¿QUE BICENTENARIO CELEBRAMOS?

No tengo duda, que las razones para defender las celebraciones promovidas por los 200 años que cumple la república, puedan tener algo de legitimidad, pero al ponderar este período de tiempo en una fecha celebratoria específica, de alguna manera, ponemos en evidencia también, la postergación de los demás hechos que constituyen parte de la gesta independentista que omite el registro de la lucha heroica de los pueblos contra el invasor imperial, la contribución a la gesta liberadora de los indígenas que llevó a la victoria y capitulación de las fuerzas realistas que sin embargo, no desarmó el andamiaje de impunidad y miseria que legó la conquista. Veamos porqué.

Cuando los españoles llegaron al Tahuantinsuyo, impelidos por la voluntad colonizadora de expansión territorial y el deseo irrefrenable de apropiarse de recursos, encontraron a los hijos de Huayna Capac, (Huáscar, quien controlaba a los incas del sur y Atahualpa, que había heredado el reino de Quito), sumidos en una lucha intestina por el control del imperio, pero ¿Cómo venció el reducido número de españoles, a la masa indígena? Fueron circunstancias poco felices en las que fue determinante la subestimación del Inca frente al extraño que al poco tiempo se transformó en asombro y luego temor a lo desconocido cuando explotó el arcabuz y la gigantesca imagen del impresionante hombre blanco montado sobre un animal, se mostraba invencible, cubierto y protegido en su piel de metal (armaduras) que el Inca enfrentó subido en un anda (o trono) cargado por cerca de 80 personas, premunido de lanzas y armas rudimentarias, panorama de desventaja que se agravó  por la concurrencia de distintos conflictos con diversas tribus que, alineadas con  indígenas, no pudo evitar -a pesar del oro y la plata entregada-, la masacre producida al capturar a Atahualpa, ni evitar su posterior asesinato.

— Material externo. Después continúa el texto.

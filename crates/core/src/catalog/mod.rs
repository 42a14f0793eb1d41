//! Card catalog: synchronized lookup indices built from canonical cards.
//!
//! Every index is derived from the same stream of `add_card_to_catalog`
//! calls, so a catalog is only ever built whole and replaced whole.

mod builder;
mod tree;
mod types;

pub use builder::{add_card_to_catalog, CatalogShard};
pub use tree::{PrefixTree, TreeNode};
pub use types::{CardImages, Catalog, CatalogStats, ImageEntry};
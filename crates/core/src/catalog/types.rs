//! Types for the in-memory card catalog.

use std::collections::HashMap;

use serde::{Deserialize, Serialize};

use super::tree::PrefixTree;
use crate::card::Card;

/// Artwork attribution for one printing, keyed by normalized full name.
#[derive(Debug, Clone, PartialEq, Eq, Serialize, Deserialize)]
pub struct ImageEntry {
    /// Art crop URL.
    pub uri: String,
    pub artist: String,
}

/// Default images for a card name.
#[derive(Debug, Clone, PartialEq, Eq, Serialize, Deserialize)]
pub struct CardImages {
    pub image_normal: String,
    #[serde(default, skip_serializing_if = "Option::is_none")]
    pub image_flip: Option<String>,
}

/// The synchronized lookup indices plus the flat name list.
///
/// Built once per ingestion run and treated as immutable afterwards.
#[derive(Debug, Clone, Default, PartialEq)]
pub struct Catalog {
    /// Identifier to card. Source of truth for every other index.
    pub dict: HashMap<String, Card>,
    /// Normalized name to identifiers, in insertion order.
    pub name_to_id: HashMap<String, Vec<String>>,
    /// Normalized full name to artwork.
    pub imagedict: HashMap<String, ImageEntry>,
    /// Normalized name to default images. Primary faces only.
    pub cardimages: HashMap<String, CardImages>,
    /// Prefix tree of normalized names.
    pub cardtree: PrefixTree,
    /// Distinct display names in first-seen order.
    pub names: Vec<String>,
    /// Prefix tree of normalized full names.
    pub full_names: PrefixTree,
    /// Oracle identifier to printing identifiers, in insertion order.
    pub oracle_to_id: HashMap<String, Vec<String>>,
}

/// Entry counts for every index.
#[derive(Debug, Clone, Copy, Default, PartialEq, Eq, Serialize, Deserialize)]
pub struct CatalogStats {
    pub cards: usize,
    pub name_keys: usize,
    pub names: usize,
    pub image_entries: usize,
    pub card_images: usize,
    pub tree_buckets: usize,
    pub full_names: usize,
    pub full_name_buckets: usize,
    #[serde(default)]
    pub oracle_ids: usize,
}

impl Catalog {
    pub fn new() -> Self {
        Self::default()
    }

    pub fn is_empty(&self) -> bool {
        self.dict.is_empty()
    }

    pub fn stats(&self) -> CatalogStats {
        CatalogStats {
            cards: self.dict.len(),
            name_keys: self.name_to_id.len(),
            names: self.names.len(),
            image_entries: self.imagedict.len(),
            card_images: self.cardimages.len(),
            tree_buckets: self.cardtree.first_letter_count(),
            full_names: self.full_names.len(),
            full_name_buckets: self.full_names.first_letter_count(),
            oracle_ids: self.oracle_to_id.len(),
        }
    }

    pub fn card(&self, id: &str) -> Option<&Card> {
        self.dict.get(id)
    }

    /// Identifiers for a normalized name.
    pub fn ids_for_key(&self, key: &str) -> &[String] {
        self.name_to_id.get(key).map(Vec::as_slice).unwrap_or(&[])
    }

    /// Printings sharing an oracle identifier.
    pub fn ids_for_oracle(&self, oracle_id: &str) -> &[String] {
        self.oracle_to_id
            .get(oracle_id)
            .map(Vec::as_slice)
            .unwrap_or(&[])
    }

    /// The first reasonable printing among `ids`, else the first known one.
    pub fn first_reasonable(&self, ids: &[String]) -> Option<&Card> {
        ids.iter()
            .filter_map(|id| self.dict.get(id))
            .find(|card| card.is_reasonable())
            .or_else(|| ids.first().and_then(|id| self.dict.get(id)))
    }
}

Que grupos de indígenas apoyaran también, de distintas formas, la marcha y el ingreso de la expedición conquistadora a la ciudad del Cuzco un año después, el 14 de noviembre de 1533, dice mucho del ejercicio pleno del asentamiento del poder conquistador, con mayor razón, si fueron los españoles quienes nombraron a Manco Inca como el sucesor en el poder, dando paso a un período que marca el fin de la era de los más de 13 Incas -según las crónicas de Garcilaso de la Vega, Pedro Cieza león y Antonio Vásquez-, y los casi cinco siglos que habría durado el período en el que dominaron los Incas según el padre Blas Valera y Luis E. Valcárcel, citados por el periodista José Luis Vargas Sifuentes en un interesante artículo sobre la materia.

Es evidente que fue insuficiente el esfuerzo por consolidar geográficamente el poderío del Tahuantinsuyo, dada la incapacidad de sus líderes para superar sus desencuentros y divisiones (mal perpetuo desde entonces), lo que se tradujo en una resistencia desorganizada y por tanto, ineficaz, que, sumada al factor sorpresa y la desproporcionalidad frente al equipamiento de guerra usado por el invasor, produjo los resultados y consecuencias de sometimiento que se conocen, sin desconocer el valor de la defensa indígena que se mantuvo activa y heroica en algunos lugares hasta que finalmente, durante la gestión del virrey Francisco de Toledo (1569-1581), sucumbió, debido al afianzamiento de los primeros signos de pacificación que algunos consideran un gesto de genuflexión y derrota.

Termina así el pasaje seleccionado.